Quando há menos de duas semanas o país acordou para o vírus que abalava a China desde Dezembro, Vítor Araújo perdeu alicerces. O ginásio onde se inscreveu para manter alguma saúde, mas sobretudo para garantir um lugar para tomar banho, fechou. Vários balneários da cidade seguiram o mesmo caminho. Decretado o estado de emergência, com um combate ao vírus feito atrás das fachadas, onde quem pode deve permanecer, também os restaurantes deixariam de servir nas suas mesas.

Para Vítor Araújo, comer fora não é luxo: é necessidade. Sem electricidade em casa, tem apenas uma boca num fogão a gás para fazer o mínimo: aquecer água para um chá, leite para juntar ao café. O frigorifico é apenas um armário. Não tem luz, não tem televisão ou aquecimento, não pode carregar o telemóvel. Água para lavar louça não existe. Água para lavar mãos - acto de sobrevivência nos dias que correm – também não. Por isso, e pela solidão entre quatro paredes, permanecer ali é uma impossibilidade. “Não posso fazer a minha vida em casa. Em pouco tempo morria, não do vírus, mas de depressão.”

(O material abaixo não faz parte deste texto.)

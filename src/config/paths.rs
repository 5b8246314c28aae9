//! Path management for the finance tracker
//!
//! ## Path Resolution Order
//!
//! 1. `FINANCE_TRACKER_DATA_DIR` environment variable (if set)
//! 2. Unix (Linux/macOS): `$XDG_CONFIG_HOME/finance-tracker` or `~/.config/finance-tracker`
//! 3. Windows: `%APPDATA%\finance-tracker`

use std::path::{Path, PathBuf};

use crate::error::FinanceError;

/// Environment variable overriding the base directory
pub const DATA_DIR_ENV: &str = "FINANCE_TRACKER_DATA_DIR";

/// Manages all paths used by the finance tracker
#[derive(Debug, Clone)]
pub struct FinancePaths {
    base_dir: PathBuf,
}

impl FinancePaths {
    /// Resolve the base directory from the environment
    ///
    /// # Errors
    ///
    /// Returns an error if no home or application data directory can be found.
    pub fn new() -> Result<Self, FinanceError> {
        let base_dir = match std::env::var(DATA_DIR_ENV) {
            Ok(custom) if !custom.trim().is_empty() => PathBuf::from(custom),
            _ => resolve_default_path()?,
        };

        Ok(Self { base_dir })
    }

    /// Create paths rooted at a custom base directory (useful for testing)
    pub fn with_base_dir(base_dir: PathBuf) -> Self {
        Self { base_dir }
    }

    /// The base directory (~/.config/finance-tracker/ or equivalent)
    pub fn base_dir(&self) -> &Path {
        &self.base_dir
    }

    /// Directory holding one JSON file per store key
    pub fn data_dir(&self) -> PathBuf {
        self.base_dir.join("data")
    }

    pub fn settings_file(&self) -> PathBuf {
        self.base_dir.join("config.json")
    }

    pub fn audit_log(&self) -> PathBuf {
        self.base_dir.join("audit.log")
    }

    /// Ensure the base and data directories exist
    pub fn ensure_directories(&self) -> Result<(), FinanceError> {
        std::fs::create_dir_all(&self.base_dir)
            .map_err(|e| FinanceError::Io(format!("Failed to create base directory: {}", e)))?;

        std::fs::create_dir_all(self.data_dir())
            .map_err(|e| FinanceError::Io(format!("Failed to create data directory: {}", e)))?;

        Ok(())
    }
}

#[cfg(not(windows))]
fn resolve_default_path() -> Result<PathBuf, FinanceError> {
    let config_base = match std::env::var("XDG_CONFIG_HOME") {
        Ok(xdg) if !xdg.is_empty() => PathBuf::from(xdg),
        _ => {
            let home = std::env::var("HOME").map_err(|_| {
                FinanceError::Config("Could not determine home directory".into())
            })?;
            PathBuf::from(home).join(".config")
        }
    };
    Ok(config_base.join("finance-tracker"))
}

#[cfg(windows)]
fn resolve_default_path() -> Result<PathBuf, FinanceError> {
    let appdata = std::env::var("APPDATA")
        .map_err(|_| FinanceError::Config("Could not determine APPDATA directory".into()))?;
    Ok(PathBuf::from(appdata).join("finance-tracker"))
}

#[cfg(test)]
mod tests {
    use super::*;
    use std::env;
    use tempfile::TempDir;

    #[test]
    fn test_custom_base_dir() {
        let temp_dir = TempDir::new().unwrap();
        let paths = FinancePaths::with_base_dir(temp_dir.path().to_path_buf());

        assert_eq!(paths.base_dir(), temp_dir.path());
        assert_eq!(paths.data_dir(), temp_dir.path().join("data"));
        assert_eq!(paths.settings_file(), temp_dir.path().join("config.json"));
        assert_eq!(paths.audit_log(), temp_dir.path().join("audit.log"));
    }

    #[test]
    fn test_env_var_override() {
        let temp_dir = TempDir::new().unwrap();
        let custom_path = temp_dir.path().to_str().unwrap();

        env::set_var(DATA_DIR_ENV, custom_path);
        let paths = FinancePaths::new().unwrap();
        env::remove_var(DATA_DIR_ENV);

        assert_eq!(paths.base_dir(), temp_dir.path());
    }

    #[test]
    fn test_ensure_directories() {
        let temp_dir = TempDir::new().unwrap();
        let paths = FinancePaths::with_base_dir(temp_dir.path().join("nested"));

        paths.ensure_directories().unwrap();

        assert!(paths.base_dir().exists());
        assert!(paths.data_dir().exists());
    }
}
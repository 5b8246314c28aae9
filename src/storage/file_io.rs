//! File I/O utilities with atomic writes
//!
//! Provides safe file operations that won't corrupt data on failure.

use std::fs::{self, File};
use std::io::{BufWriter, ErrorKind, Write};
use std::path::Path;

use crate::error::FinanceError;

/// Read a file to a string, returning `None` if it doesn't exist
pub fn read_optional<P: AsRef<Path>>(path: P) -> Result<Option<String>, FinanceError> {
    let path = path.as_ref();

    match fs::read_to_string(path) {
        Ok(contents) => Ok(Some(contents)),
        Err(e) if e.kind() == ErrorKind::NotFound => Ok(None),
        Err(e) => Err(FinanceError::StoreUnavailable(format!(
            "Failed to read {}: {}",
            path.display(),
            e
        ))),
    }
}

/// Write a string to a file atomically (write to temp, then rename)
///
/// The file is either completely written or not modified at all.
pub fn write_atomic<P: AsRef<Path>>(path: P, contents: &str) -> Result<(), FinanceError> {
    let path = path.as_ref();

    if let Some(parent) = path.parent() {
        fs::create_dir_all(parent).map_err(|e| {
            FinanceError::StoreUnavailable(format!(
                "Failed to create directory {}: {}",
                parent.display(),
                e
            ))
        })?;
    }

    // Temp file must live in the same directory for the rename to be atomic
    let temp_path = path.with_extension("json.tmp");

    let file = File::create(&temp_path).map_err(|e| {
        FinanceError::StoreUnavailable(format!("Failed to create temp file: {}", e))
    })?;

    let mut writer = BufWriter::new(file);
    writer
        .write_all(contents.as_bytes())
        .map_err(|e| FinanceError::StoreUnavailable(format!("Failed to write data: {}", e)))?;

    writer
        .flush()
        .map_err(|e| FinanceError::StoreUnavailable(format!("Failed to flush data: {}", e)))?;

    writer
        .get_ref()
        .sync_all()
        .map_err(|e| FinanceError::StoreUnavailable(format!("Failed to sync data: {}", e)))?;

    fs::rename(&temp_path, path).map_err(|e| {
        let _ = fs::remove_file(&temp_path);
        FinanceError::StoreUnavailable(format!("Failed to rename temp file: {}", e))
    })?;

    Ok(())
}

Enquanto percorre a cidade sem rebuliço e continua a ver dezenas de sem-abrigo na rua, é impossível conter o pensamento: “De um dia para o outro, posso ser eu ali.” Nas rotinas do trabalho, materiais de protecção à parte, não há alterações significativas. Mas o pedido de mudança aos cidadãos já foi feito por empresas de gestão de resíduos urbanos. Quem tem gente da família infectada ou está sob suspeita, deve agora colocar os seus resíduos no lixo de resistentes e descartáveis - e não encher completamente os sacos, que na verdade devem ser dois, para maior protecção. Resíduos como luvas, máscaras ou lenços de papel, mesmo entre pessoas saudáveis, devem sempre ser colocados no contentor de lixo comum.

Gestos que salvam

Enquanto o primeiro-ministro falava ao país sobre as regras do estado de emergência, Vítor Araújo torcia para não ver o seu ofício cair numa lista de profissões a suspender temporariamente. “Não podemos desistir todos, se não isto pára”, comenta. Talvez o mundo como o conhecemos não volte mais, mas a equação final não seja apenas de perdas. Ainda há dias, quando uma trabalhadora de um lar de idosos com quem se cruzou nas ruas lhe perguntou se podia vender-lhe uma máscara igual à que usava, Vítor Araújo meteu a mão no bolso e ofereceu-lhe o equipamento. Porque, desta vez, diz, “estamos todos no mesmo barco”, numa espécie de prova da relatividade do poder e das hierarquias. “Acho que podemos aprender alguma coisa com isto…”, comenta. A ex-mulher, auxiliar de acção médica no Hospital de Santo António, contou-lhe também da dificuldade de ter gente suficiente para fazer a limpeza da unidade de saúde e garantir uma rotatividade de segurança. E Vítor Araújo já definiu o próximo passo: “Se for preciso, vou para lá trabalhar.”